For the third year in a row, authorities denied permission for traditional May Day demonstrations in Istanbul. Tens of thousands of police were deployed to “[close] off the entire Taksim district and surrounding areas to demonstrators, traffic and tourists alike.”
Peaceful demonstrators blocked, beaten and pursued in court. Reform demos law? No, domestic security package #AIR16 https://t.co/hNCGOoYri1
— Andrew Gardner (@andrewegardner) February 25, 2016
Despite a peaceful – and indeed joyous – twelve-year history, Istanbul’s Pride March was also banned this year.
[Authorities] violently broke up the annual national Pride march in Istanbul in June, citing a lack of formal notification and information about counter-demonstrators. Discussions between representatives of the Pride and the authorities leading up to the event offered no indication that it would be banned. Police used excessive force including tear gas, water cannon and pepper-ball projectiles against marchers during the day and Pride partygoers in the evening.

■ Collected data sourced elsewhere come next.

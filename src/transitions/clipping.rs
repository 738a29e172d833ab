//! Masked wipes: a per-pixel mask decides how much of the entering slide shows.
//!
//! Direction and mode are folded into two flags once, at construction:
//!
//! - `forward_parameter_sweep` runs the mask's progress from 0 to 1 (or 1 to 0 when cleared);
//! - `invert_mask` swaps which side of the mask shows the entering slide.
//!
//! A reversed effect applies its [`ReverseMethod`]. `SubtractAndInvert` flips both flags,
//! the geometric methods mirror the texture coordinate inside the mask instead. An exit
//! ("out") effect flips the sweep when the effect inverts its sweep on exit, and the mask
//! otherwise.

use std::fmt;

use crate::animation::filter::TransitionFilterInfo;
use crate::foundation::core::{Affine, Canvas, Point};
use crate::foundation::math::mix;
use crate::gpu::shader::{Fragment, FragmentShader, TextureUnit};

/// How an effect plays in reverse.
#[derive(Clone, Copy, Debug, PartialEq, Eq, Hash)]
pub enum ReverseMethod {
    /// Reverse direction has no visible effect.
    Ignore,
    /// Run the sweep backwards and invert the mask.
    SubtractAndInvert,
    /// Rotate the geometry by 180°.
    Rotate180,
    /// Mirror horizontally.
    FlipX,
    /// Mirror vertically.
    FlipY,
}

impl ReverseMethod {
    /// Whether reversal is applied to the mask geometry rather than the sweep flags.
    pub fn is_geometric(self) -> bool {
        matches!(self, Self::Rotate180 | Self::FlipX | Self::FlipY)
    }
}

/// Static properties of a mask effect.
#[derive(Clone, Copy, Debug, PartialEq, Eq)]
pub struct EffectTraits {
    pub reverse_method: ReverseMethod,
    /// On exit, flip the sweep instead of the mask.
    pub out_inverts_sweep: bool,
    /// Keep the geometry square on non-square viewports.
    pub scale_isotropically: bool,
}

/// A wipe's mask.
pub trait MaskFunction: Send + Sync + fmt::Debug {
    /// Blend weight in `[0, 1]` of the entering slide at `uv` for `progress`.
    fn mask_value(&self, uv: Point, progress: f64) -> f64;

    /// Mirror `uv` for a reversed effect.
    fn reverse_uv(&self, uv: Point, method: ReverseMethod) -> Point {
        match method {
            ReverseMethod::Rotate180 => Point::new(1.0 - uv.x, 1.0 - uv.y),
            ReverseMethod::FlipX => Point::new(1.0 - uv.x, uv.y),
            ReverseMethod::FlipY => Point::new(uv.x, 1.0 - uv.y),
            ReverseMethod::Ignore | ReverseMethod::SubtractAndInvert => uv,
        }
    }
}

/// Direction and mode folded into mask flags.
#[derive(Clone, Copy, Debug, PartialEq, Eq)]
pub struct SweepFlags {
    pub forward_parameter_sweep: bool,
    pub invert_mask: bool,
    /// Geometric reversal applied to `uv` before the mask runs.
    pub geometric_reverse: Option<ReverseMethod>,
}

impl Default for SweepFlags {
    fn default() -> Self {
        Self {
            forward_parameter_sweep: true,
            invert_mask: false,
            geometric_reverse: None,
        }
    }
}

/// Fold the declared direction and mode into sweep flags.
pub fn compute_sweep_flags(info: &TransitionFilterInfo, traits: &EffectTraits) -> SweepFlags {
    let mut flags = SweepFlags::default();

    if !info.is_direction_forward {
        match traits.reverse_method {
            ReverseMethod::Ignore => {}
            ReverseMethod::SubtractAndInvert => {
                flags.forward_parameter_sweep = !flags.forward_parameter_sweep;
                flags.invert_mask = !flags.invert_mask;
            }
            m @ (ReverseMethod::Rotate180 | ReverseMethod::FlipX | ReverseMethod::FlipY) => {
                flags.geometric_reverse = Some(m);
            }
        }
    }

    if !info.is_mode_in {
        if traits.out_inverts_sweep {
            flags.forward_parameter_sweep = !flags.forward_parameter_sweep;
        } else {
            flags.invert_mask = !flags.invert_mask;
        }
    }

    flags
}

/// Map texture coordinates so the longer axis is stretched about the centre by its aspect ratio.
///
/// A unit distance along the shorter axis then matches a unit distance along the longer one.
pub fn isotropic_transform(canvas: Canvas) -> Affine {
    let (w, h) = (f64::from(canvas.width), f64::from(canvas.height));
    let (sx, sy) = if w > h {
        (w / h, 1.0)
    } else if h > w {
        (1.0, h / w)
    } else {
        (1.0, 1.0)
    };
    Affine::translate((0.5, 0.5))
        * Affine::scale_non_uniform(sx, sy)
        * Affine::translate((-0.5, -0.5))
}

/// Fragment shader of every masked wipe.
#[derive(Debug)]
pub struct ClippingShader {
    mask: Box<dyn MaskFunction>,
    flags: SweepFlags,
    iso: Option<Affine>,
    is_slide: bool,
}

impl ClippingShader {
    pub fn new(
        mask: Box<dyn MaskFunction>,
        info: &TransitionFilterInfo,
        traits: &EffectTraits,
        canvas: Canvas,
        is_slide: bool,
    ) -> Self {
        Self {
            mask,
            flags: compute_sweep_flags(info, traits),
            iso: traits
                .scale_isotropically
                .then(|| isotropic_transform(canvas)),
            is_slide,
        }
    }

    pub fn flags(&self) -> SweepFlags {
        self.flags
    }

    /// Final mask value after isotropic scaling, reversal, sweep direction and inversion.
    ///
    /// Progress 0 and 1 map to exactly 0 and 1 before inversion, whatever the mask geometry.
    pub fn mask_at(&self, uv: Point, t: f64) -> f64 {
        let mut p = self.iso.map_or(uv, |a| a * uv);
        if let Some(m) = self.flags.geometric_reverse {
            p = self.mask.reverse_uv(p, m);
        }
        let progress = if self.flags.forward_parameter_sweep {
            t
        } else {
            1.0 - t
        };
        let mut v = if progress >= 1.0 {
            1.0
        } else if progress <= 0.0 {
            0.0
        } else {
            self.mask.mask_value(p, progress).clamp(0.0, 1.0)
        };
        if self.flags.invert_mask {
            v = 1.0 - v;
        }
        v
    }
}

impl FragmentShader for ClippingShader {
    fn shade(&self, frag: &Fragment<'_>) -> [f32; 4] {
        let t = f64::from(frag.uniforms.time.clamp(0.0, 1.0));
        let m = self.mask_at(frag.uv, t) as f32;
        let entering = frag.samplers.sample(TextureUnit::Entering, frag.uv);

        if self.is_slide {
            let leaving = frag.samplers.sample(TextureUnit::Leaving, frag.uv);
            let mut out = [0.0; 4];
            for i in 0..4 {
                out[i] = mix(leaving[i], entering[i], m);
            }
            return out;
        }

        let alpha = frag.uniforms.alpha;
        let has_leaving = frag.samplers.has(TextureUnit::Leaving);
        let leaving = frag.samplers.sample(TextureUnit::Leaving, frag.uv);
        let mut out = [0.0; 4];
        for i in 0..4 {
            let e = entering[i] * alpha;
            out[i] = if has_leaving {
                mix(leaving[i], e, m)
            } else {
                e * m
            };
        }
        out
    }
}

#[cfg(test)]
#[path = "../../tests/unit/transitions/clipping.rs"]
mod tests;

In November, the Governor of Istanbul denied permission for a criminal investigation into the conduct of the police at the Pride march to be opened.
Meanwhile, the government continues its vendetta against participant in the 2013 Gezi protests. Although most cases have ended in acquittal, hundreds have been convicted under a variety of charges, including two doctors, who were convicted for “‘denigrating a place of worship’ after giving emergency treatment to injured demonstrators in a mosque.”
Amnesty notes that further cases related to Gezi are on-going. Clearly, the assault on peaceful assembly is continuing apace.